■ **Exercise instructions**: The response must consist of the complete listing below, reproduced without alteration.
━━━
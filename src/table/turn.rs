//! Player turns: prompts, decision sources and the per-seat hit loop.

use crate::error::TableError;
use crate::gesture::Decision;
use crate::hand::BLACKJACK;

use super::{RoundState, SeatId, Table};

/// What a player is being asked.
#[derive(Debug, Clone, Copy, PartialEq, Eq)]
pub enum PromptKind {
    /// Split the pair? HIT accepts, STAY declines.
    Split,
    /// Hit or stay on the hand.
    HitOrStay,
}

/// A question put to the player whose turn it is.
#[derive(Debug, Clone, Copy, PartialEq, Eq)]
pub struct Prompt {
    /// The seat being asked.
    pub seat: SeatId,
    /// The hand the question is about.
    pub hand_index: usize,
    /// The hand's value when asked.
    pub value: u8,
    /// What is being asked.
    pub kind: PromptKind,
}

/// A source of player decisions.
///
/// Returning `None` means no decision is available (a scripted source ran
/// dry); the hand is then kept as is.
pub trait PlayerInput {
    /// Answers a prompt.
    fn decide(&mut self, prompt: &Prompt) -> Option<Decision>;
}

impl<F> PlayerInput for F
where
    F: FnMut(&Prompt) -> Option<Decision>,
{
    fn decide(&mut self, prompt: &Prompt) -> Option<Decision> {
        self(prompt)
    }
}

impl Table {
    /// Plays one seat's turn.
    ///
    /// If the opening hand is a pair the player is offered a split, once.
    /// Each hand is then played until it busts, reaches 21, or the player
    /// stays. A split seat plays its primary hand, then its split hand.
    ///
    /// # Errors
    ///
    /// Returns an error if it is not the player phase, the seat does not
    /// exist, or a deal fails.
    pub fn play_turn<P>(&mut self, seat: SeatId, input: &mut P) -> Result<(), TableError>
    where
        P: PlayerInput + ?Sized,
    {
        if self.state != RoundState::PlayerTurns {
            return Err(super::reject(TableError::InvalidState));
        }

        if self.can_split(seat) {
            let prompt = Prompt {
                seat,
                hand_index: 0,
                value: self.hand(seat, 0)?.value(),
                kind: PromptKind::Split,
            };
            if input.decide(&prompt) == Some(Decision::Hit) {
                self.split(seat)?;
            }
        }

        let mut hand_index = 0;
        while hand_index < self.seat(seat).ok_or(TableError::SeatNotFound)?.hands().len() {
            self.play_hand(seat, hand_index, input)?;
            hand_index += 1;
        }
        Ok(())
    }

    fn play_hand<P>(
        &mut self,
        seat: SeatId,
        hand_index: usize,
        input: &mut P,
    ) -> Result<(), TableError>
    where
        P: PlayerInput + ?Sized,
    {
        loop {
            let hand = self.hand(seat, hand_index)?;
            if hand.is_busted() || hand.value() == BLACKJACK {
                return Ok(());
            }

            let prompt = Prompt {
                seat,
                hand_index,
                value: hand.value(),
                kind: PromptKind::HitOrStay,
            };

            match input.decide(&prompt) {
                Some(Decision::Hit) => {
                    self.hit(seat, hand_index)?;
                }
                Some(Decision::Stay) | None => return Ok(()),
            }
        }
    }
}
━━━
■ **Result**:
filename src/table/turn.rs
//! Player turns: prompts, decision sources and the per-seat hit loop.

use crate::error::TableError;
use crate::gesture::Decision;
use crate::hand::BLACKJACK;

use super::{RoundState, SeatId, Table};

/// What a player is being asked.
#[derive(Debug, Clone, Copy, PartialEq, Eq)]
pub enum PromptKind {
    /// Split the pair? HIT accepts, STAY declines.
    Split,
    /// Hit or stay on the hand.
    HitOrStay,
}

/// A question put to the player whose turn it is.
#[derive(Debug, Clone, Copy, PartialEq, Eq)]
pub struct Prompt {
    /// The seat being asked.
    pub seat: SeatId,
    /// The hand the question is about.
    pub hand_index: usize,
    /// The hand's value when asked.
    pub value: u8,
    /// What is being asked.
    pub kind: PromptKind,
}

/// A source of player decisions.
///
/// Returning `None` means no decision is available (a scripted source ran
/// dry); the hand is then kept as is.
pub trait PlayerInput {
    /// Answers a prompt.
    fn decide(&mut self, prompt: &Prompt) -> Option<Decision>;
}

impl<F> PlayerInput for F
where
    F: FnMut(&Prompt) -> Option<Decision>,
{
    fn decide(&mut self, prompt: &Prompt) -> Option<Decision> {
        self(prompt)
    }
}

impl Table {
    /// Plays one seat's turn.
    ///
    /// If the opening hand is a pair the player is offered a split, once.
    /// Each hand is then played until it busts, reaches 21, or the player
    /// stays. A split seat plays its primary hand, then its split hand.
    ///
    /// # Errors
    ///
    /// Returns an error if it is not the player phase, the seat does not
    /// exist, or a deal fails.
    pub fn play_turn<P>(&mut self, seat: SeatId, input: &mut P) -> Result<(), TableError>
    where
        P: PlayerInput + ?Sized,
    {
        if self.state != RoundState::PlayerTurns {
            return Err(super::reject(TableError::InvalidState));
        }

        if self.can_split(seat) {
            let prompt = Prompt {
                seat,
                hand_index: 0,
                value: self.hand(seat, 0)?.value(),
                kind: PromptKind::Split,
            };
            if input.decide(&prompt) == Some(Decision::Hit) {
                self.split(seat)?;
            }
        }

        let mut hand_index = 0;
        while hand_index < self.seat(seat).ok_or(TableError::SeatNotFound)?.hands().len() {
            self.play_hand(seat, hand_index, input)?;
            hand_index += 1;
        }
        Ok(())
    }

    fn play_hand<P>(
        &mut self,
        seat: SeatId,
        hand_index: usize,
        input: &mut P,
    ) -> Result<(), TableError>
    where
        P: PlayerInput + ?Sized,
    {
        loop {
            let hand = self.hand(seat, hand_index)?;
            if hand.is_busted() || hand.value() == BLACKJACK {
                return Ok(());
            }

            let prompt = Prompt {
                seat,
                hand_index,
                value: hand.value(),
                kind: PromptKind::HitOrStay,
            };

            match input.decide(&prompt) {
                Some(Decision::Hit) => {
                    self.hit(seat, hand_index)?;
                }
                Some(Decision::Stay) | None => return Ok(()),
            }
        }
    }
}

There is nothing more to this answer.